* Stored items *
================

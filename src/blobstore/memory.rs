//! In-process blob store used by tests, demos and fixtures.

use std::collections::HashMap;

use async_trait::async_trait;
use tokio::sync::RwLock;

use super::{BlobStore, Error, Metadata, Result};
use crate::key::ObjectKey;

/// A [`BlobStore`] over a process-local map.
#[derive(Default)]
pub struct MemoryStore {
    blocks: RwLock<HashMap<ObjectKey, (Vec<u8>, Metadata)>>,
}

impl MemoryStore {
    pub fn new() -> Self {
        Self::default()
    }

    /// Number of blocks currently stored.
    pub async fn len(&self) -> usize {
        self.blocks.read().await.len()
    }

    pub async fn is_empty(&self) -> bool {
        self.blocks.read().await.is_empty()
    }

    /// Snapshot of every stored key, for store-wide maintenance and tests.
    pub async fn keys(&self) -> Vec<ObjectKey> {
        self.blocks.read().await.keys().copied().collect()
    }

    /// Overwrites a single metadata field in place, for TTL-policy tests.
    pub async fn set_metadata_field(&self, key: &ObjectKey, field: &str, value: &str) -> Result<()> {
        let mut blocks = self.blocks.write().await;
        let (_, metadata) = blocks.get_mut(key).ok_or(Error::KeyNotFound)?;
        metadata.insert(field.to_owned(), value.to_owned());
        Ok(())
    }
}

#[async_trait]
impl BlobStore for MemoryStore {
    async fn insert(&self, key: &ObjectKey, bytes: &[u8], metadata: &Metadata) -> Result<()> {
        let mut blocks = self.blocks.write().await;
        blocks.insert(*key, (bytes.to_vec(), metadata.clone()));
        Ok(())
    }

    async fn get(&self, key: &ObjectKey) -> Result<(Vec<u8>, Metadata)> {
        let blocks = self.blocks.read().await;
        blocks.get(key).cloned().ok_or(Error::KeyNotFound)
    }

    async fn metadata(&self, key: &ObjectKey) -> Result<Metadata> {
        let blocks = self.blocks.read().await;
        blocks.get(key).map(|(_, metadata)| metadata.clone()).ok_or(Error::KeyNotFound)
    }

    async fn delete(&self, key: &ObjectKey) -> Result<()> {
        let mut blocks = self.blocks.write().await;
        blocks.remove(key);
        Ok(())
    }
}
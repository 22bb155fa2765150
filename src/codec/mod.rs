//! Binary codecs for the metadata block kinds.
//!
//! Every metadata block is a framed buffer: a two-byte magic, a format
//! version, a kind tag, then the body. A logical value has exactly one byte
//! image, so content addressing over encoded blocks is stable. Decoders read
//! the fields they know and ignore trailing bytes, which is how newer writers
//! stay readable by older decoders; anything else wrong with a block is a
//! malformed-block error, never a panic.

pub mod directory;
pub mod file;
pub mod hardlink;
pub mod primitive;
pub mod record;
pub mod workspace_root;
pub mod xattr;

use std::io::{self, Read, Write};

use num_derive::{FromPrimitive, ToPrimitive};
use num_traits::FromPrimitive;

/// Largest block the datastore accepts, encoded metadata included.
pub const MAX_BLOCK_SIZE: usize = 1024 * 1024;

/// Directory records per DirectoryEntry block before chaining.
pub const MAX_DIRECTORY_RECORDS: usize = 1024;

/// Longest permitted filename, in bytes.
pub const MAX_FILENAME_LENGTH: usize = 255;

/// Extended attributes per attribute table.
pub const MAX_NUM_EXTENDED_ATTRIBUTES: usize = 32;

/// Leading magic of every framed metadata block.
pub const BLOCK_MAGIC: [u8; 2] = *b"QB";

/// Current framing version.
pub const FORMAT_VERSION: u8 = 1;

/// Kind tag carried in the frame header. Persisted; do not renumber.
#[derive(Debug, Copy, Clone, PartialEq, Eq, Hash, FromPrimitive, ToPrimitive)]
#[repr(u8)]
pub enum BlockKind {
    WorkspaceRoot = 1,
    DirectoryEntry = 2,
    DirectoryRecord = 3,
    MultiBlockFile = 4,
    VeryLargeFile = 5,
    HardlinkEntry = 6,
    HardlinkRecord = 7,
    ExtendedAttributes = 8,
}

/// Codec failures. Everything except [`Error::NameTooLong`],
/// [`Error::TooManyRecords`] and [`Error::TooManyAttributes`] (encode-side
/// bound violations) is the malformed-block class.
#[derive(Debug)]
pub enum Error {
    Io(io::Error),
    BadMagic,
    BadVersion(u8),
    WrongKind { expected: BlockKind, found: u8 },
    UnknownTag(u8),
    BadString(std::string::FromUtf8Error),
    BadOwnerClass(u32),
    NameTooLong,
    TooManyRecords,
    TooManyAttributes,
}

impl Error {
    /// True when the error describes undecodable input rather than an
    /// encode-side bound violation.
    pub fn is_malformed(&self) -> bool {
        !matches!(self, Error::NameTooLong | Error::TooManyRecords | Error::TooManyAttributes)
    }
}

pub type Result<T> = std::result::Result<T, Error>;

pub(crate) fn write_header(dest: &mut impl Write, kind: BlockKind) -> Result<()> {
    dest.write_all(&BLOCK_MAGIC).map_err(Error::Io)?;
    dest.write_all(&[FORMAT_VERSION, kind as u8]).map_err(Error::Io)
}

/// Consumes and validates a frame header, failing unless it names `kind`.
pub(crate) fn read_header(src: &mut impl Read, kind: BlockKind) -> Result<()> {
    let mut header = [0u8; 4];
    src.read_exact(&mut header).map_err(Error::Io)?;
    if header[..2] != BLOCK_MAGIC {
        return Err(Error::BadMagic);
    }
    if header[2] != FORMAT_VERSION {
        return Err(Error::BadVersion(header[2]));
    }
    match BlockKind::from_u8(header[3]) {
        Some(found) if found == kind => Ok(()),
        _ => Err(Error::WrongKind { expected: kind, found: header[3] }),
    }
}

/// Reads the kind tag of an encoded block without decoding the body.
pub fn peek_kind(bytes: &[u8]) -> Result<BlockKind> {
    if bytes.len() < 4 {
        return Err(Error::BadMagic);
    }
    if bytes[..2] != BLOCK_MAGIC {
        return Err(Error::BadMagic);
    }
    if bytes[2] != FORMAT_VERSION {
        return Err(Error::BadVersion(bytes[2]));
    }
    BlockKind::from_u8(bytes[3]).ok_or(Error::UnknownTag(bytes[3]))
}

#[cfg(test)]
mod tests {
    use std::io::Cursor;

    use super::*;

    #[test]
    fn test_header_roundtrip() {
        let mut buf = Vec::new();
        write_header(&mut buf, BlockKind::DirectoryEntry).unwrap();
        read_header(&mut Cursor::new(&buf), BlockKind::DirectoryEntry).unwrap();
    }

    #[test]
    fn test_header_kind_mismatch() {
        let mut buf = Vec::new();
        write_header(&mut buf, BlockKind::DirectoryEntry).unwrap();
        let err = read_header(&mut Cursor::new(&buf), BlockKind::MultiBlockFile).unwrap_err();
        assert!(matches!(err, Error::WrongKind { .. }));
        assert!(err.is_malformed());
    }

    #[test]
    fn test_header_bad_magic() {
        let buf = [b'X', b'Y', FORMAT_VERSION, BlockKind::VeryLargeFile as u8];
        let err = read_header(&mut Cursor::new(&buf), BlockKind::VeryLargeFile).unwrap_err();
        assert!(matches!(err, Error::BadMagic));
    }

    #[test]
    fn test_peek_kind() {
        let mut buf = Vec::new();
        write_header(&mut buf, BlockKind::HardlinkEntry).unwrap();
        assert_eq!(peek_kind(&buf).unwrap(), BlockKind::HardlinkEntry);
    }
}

================

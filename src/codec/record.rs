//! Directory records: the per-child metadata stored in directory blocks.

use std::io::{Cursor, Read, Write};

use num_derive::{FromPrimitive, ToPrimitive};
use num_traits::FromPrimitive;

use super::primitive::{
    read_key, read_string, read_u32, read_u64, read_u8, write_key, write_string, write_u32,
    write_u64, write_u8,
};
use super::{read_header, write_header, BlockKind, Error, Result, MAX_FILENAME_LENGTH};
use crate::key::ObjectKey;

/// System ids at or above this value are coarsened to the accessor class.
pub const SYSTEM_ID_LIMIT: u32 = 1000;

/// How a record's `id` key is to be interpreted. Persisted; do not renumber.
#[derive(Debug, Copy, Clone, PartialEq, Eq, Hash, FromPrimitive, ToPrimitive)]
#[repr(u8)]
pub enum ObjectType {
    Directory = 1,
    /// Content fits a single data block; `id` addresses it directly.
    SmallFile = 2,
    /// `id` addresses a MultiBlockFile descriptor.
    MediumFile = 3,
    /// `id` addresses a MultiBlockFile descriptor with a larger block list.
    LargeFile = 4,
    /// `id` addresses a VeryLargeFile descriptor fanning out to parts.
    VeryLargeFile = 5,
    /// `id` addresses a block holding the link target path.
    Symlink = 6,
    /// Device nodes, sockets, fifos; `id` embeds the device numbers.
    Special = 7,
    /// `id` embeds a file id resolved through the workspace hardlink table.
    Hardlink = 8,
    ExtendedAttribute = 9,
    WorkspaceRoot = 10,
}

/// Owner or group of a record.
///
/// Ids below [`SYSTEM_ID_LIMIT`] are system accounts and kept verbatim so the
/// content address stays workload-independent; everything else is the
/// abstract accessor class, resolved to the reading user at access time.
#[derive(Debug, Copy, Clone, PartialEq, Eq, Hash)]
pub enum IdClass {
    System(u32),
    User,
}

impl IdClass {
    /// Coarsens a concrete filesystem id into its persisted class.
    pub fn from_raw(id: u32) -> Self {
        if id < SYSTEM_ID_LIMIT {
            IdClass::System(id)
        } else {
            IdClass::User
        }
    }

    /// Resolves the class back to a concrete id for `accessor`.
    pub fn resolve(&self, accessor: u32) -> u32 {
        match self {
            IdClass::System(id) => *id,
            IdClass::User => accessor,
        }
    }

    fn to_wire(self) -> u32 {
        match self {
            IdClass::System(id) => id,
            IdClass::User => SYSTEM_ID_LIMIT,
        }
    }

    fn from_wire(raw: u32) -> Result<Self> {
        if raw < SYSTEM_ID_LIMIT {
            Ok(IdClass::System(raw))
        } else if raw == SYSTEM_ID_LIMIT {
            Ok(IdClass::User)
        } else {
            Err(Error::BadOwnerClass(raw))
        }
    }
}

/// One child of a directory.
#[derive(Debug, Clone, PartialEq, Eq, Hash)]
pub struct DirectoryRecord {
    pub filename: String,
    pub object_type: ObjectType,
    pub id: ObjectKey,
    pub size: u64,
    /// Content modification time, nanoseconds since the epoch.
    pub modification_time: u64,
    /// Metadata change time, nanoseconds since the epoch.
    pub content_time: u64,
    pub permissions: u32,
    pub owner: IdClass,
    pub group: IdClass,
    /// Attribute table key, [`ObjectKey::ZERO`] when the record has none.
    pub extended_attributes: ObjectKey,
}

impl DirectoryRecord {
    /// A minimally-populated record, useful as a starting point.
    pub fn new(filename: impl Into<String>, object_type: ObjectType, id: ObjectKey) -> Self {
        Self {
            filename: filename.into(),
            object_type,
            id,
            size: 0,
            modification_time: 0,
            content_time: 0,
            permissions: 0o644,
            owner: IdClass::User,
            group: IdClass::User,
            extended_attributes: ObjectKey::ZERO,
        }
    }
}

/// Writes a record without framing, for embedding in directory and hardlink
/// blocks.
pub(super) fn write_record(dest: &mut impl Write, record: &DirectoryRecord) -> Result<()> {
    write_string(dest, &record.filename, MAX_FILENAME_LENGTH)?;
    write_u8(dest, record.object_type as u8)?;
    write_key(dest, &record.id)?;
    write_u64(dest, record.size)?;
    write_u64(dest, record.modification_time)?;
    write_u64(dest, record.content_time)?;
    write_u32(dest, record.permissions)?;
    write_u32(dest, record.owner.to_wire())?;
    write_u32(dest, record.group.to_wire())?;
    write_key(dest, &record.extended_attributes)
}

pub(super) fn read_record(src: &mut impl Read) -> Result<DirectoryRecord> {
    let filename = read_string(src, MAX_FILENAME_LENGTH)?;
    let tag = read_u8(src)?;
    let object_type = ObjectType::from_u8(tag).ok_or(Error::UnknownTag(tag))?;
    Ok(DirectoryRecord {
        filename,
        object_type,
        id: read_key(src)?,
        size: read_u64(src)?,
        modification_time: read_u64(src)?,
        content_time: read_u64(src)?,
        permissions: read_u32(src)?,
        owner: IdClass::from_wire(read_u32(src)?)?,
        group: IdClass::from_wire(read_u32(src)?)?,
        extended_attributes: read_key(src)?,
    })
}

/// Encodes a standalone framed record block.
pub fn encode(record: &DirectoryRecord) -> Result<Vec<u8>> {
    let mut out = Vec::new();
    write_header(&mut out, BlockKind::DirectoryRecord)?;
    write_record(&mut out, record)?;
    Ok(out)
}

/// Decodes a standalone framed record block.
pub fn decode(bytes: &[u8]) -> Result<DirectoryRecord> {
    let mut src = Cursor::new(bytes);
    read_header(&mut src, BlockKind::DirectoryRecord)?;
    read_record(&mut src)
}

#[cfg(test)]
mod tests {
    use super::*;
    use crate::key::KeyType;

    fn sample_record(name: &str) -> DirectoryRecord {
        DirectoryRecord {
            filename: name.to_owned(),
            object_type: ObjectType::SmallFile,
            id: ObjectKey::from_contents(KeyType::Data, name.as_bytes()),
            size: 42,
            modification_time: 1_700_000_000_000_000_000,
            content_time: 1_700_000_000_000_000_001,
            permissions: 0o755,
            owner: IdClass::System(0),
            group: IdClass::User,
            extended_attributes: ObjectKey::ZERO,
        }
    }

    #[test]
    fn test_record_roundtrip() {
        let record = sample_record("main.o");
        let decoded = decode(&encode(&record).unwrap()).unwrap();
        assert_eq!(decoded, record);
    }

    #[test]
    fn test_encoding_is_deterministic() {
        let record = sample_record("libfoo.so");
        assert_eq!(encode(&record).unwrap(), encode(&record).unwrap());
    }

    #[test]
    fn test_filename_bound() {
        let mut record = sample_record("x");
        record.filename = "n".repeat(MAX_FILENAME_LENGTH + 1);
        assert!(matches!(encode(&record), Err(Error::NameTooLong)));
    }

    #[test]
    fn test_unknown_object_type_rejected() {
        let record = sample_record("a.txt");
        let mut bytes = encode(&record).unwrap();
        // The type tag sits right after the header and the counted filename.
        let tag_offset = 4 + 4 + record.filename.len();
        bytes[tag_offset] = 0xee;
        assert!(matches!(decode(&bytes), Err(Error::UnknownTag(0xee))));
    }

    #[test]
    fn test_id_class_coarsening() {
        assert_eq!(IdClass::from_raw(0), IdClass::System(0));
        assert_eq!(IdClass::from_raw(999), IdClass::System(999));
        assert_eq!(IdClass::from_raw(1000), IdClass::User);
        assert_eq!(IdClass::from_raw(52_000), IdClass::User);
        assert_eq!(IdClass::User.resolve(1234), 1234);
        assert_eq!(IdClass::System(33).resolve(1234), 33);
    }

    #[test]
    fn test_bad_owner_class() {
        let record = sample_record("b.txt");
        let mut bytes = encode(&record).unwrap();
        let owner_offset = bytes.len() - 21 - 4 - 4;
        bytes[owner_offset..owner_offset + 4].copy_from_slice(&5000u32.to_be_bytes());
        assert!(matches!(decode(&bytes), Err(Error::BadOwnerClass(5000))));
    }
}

================

* About this task *
Looking at the records above, which lines contain "single"? Copy those lines.

* Your solution *
    /// Overwrites a single metadata field in place, for TTL-policy tests.
    /// Content fits a single data block; `id` addresses it directly.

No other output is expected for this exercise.